_Problem to solve_: In the records that come next, find every line with "format". Return those lines.

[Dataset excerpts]
****************
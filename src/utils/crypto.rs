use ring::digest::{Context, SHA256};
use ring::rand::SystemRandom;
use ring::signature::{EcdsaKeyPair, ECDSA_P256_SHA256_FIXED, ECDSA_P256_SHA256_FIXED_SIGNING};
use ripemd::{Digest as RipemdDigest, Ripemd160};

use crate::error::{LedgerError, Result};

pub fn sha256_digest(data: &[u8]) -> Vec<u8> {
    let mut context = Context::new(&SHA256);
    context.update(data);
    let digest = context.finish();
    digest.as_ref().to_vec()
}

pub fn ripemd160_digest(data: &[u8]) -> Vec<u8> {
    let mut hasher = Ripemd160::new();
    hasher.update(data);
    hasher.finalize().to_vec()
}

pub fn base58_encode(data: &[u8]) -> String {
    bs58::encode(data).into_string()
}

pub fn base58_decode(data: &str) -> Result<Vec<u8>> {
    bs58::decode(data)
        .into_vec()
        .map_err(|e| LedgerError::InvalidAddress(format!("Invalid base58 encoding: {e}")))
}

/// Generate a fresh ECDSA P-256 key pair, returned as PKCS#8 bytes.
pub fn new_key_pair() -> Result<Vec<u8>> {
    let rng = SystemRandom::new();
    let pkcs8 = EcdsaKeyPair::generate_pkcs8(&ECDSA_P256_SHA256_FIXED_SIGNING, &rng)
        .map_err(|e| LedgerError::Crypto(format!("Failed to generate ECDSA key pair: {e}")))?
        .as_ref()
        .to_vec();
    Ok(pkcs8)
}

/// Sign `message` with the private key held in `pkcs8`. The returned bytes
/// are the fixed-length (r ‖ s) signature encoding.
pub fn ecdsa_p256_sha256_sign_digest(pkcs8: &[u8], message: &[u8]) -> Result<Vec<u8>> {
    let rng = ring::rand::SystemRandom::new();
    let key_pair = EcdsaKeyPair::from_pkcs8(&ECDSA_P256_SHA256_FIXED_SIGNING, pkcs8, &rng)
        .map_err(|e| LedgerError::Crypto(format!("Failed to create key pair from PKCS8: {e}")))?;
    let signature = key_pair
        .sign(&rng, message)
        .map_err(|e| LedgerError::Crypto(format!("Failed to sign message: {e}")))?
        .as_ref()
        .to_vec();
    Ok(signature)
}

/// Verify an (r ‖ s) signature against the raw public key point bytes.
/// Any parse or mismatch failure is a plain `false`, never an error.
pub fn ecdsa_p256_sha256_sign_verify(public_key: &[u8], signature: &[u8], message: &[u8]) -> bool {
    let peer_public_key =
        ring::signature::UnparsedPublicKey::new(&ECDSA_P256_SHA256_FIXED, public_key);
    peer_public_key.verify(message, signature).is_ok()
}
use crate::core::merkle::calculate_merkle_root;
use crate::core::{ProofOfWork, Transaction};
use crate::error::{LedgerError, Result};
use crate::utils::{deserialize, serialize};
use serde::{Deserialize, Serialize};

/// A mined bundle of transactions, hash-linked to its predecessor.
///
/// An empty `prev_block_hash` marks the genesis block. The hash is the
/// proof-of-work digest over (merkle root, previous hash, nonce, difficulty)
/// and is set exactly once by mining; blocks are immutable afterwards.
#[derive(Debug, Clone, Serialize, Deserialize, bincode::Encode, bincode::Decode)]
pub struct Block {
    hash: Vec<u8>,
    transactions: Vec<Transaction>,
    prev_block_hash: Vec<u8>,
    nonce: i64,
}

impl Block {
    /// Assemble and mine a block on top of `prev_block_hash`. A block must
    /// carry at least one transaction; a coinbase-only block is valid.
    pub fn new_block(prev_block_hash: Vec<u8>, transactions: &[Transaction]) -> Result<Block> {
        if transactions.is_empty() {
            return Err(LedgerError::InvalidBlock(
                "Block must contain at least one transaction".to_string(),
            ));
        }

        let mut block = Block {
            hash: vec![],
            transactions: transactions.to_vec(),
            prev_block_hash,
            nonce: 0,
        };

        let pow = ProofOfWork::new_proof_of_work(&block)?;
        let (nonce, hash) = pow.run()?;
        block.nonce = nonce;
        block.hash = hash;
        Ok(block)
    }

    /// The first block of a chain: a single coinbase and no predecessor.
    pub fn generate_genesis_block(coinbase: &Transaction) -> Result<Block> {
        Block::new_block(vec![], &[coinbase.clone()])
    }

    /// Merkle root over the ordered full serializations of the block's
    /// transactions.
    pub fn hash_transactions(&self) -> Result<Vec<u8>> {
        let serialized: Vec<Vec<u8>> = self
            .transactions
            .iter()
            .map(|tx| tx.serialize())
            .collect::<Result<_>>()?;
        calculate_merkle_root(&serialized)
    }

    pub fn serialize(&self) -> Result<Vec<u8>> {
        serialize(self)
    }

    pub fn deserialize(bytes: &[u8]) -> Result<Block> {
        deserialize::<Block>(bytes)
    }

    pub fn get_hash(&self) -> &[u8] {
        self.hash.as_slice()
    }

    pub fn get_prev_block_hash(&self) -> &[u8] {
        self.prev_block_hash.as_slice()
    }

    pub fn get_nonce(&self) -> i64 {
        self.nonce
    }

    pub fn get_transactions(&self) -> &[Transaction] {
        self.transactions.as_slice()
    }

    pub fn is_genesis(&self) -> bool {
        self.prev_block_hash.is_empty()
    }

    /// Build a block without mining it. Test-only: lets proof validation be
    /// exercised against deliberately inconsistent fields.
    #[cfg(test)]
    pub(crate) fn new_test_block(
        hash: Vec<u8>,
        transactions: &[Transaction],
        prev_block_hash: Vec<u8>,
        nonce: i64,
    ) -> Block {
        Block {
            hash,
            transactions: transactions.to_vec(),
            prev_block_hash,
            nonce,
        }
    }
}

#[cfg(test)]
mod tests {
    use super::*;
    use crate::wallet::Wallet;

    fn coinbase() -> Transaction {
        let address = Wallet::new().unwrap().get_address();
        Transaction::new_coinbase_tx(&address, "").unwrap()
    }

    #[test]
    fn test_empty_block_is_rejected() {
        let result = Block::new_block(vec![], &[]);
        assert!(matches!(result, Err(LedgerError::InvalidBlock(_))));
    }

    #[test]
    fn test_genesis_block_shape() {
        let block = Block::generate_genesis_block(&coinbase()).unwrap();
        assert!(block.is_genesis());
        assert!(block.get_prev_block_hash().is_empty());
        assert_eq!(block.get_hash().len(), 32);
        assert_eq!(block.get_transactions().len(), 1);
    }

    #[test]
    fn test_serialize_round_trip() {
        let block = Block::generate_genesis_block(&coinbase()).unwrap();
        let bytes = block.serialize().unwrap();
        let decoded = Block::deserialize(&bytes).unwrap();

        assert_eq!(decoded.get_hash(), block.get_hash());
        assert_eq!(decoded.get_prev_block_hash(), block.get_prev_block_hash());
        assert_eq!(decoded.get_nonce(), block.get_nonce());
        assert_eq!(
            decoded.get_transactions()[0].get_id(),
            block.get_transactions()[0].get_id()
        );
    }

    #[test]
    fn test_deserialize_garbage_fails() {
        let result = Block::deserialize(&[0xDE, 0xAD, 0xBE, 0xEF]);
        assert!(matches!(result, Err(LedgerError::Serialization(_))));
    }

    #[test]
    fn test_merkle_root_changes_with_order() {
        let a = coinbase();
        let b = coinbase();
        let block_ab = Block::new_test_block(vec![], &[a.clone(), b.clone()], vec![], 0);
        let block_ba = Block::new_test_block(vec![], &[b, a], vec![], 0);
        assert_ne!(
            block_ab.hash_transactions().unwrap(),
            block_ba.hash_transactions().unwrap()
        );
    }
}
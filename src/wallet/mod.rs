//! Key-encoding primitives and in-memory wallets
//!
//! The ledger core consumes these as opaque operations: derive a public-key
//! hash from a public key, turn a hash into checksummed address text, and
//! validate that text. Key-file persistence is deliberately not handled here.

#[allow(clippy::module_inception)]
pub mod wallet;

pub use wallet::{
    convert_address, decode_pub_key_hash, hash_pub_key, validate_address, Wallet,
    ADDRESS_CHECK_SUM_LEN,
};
****************
_Answer_:
        .map_err(|e| LedgerError::InvalidAddress(format!("Invalid base58 encoding: {e}")))
        .map_err(|e| LedgerError::Crypto(format!("Failed to generate ECDSA key pair: {e}")))?
        .map_err(|e| LedgerError::Crypto(format!("Failed to create key pair from PKCS8: {e}")))?;
        .map_err(|e| LedgerError::Crypto(format!("Failed to sign message: {e}")))?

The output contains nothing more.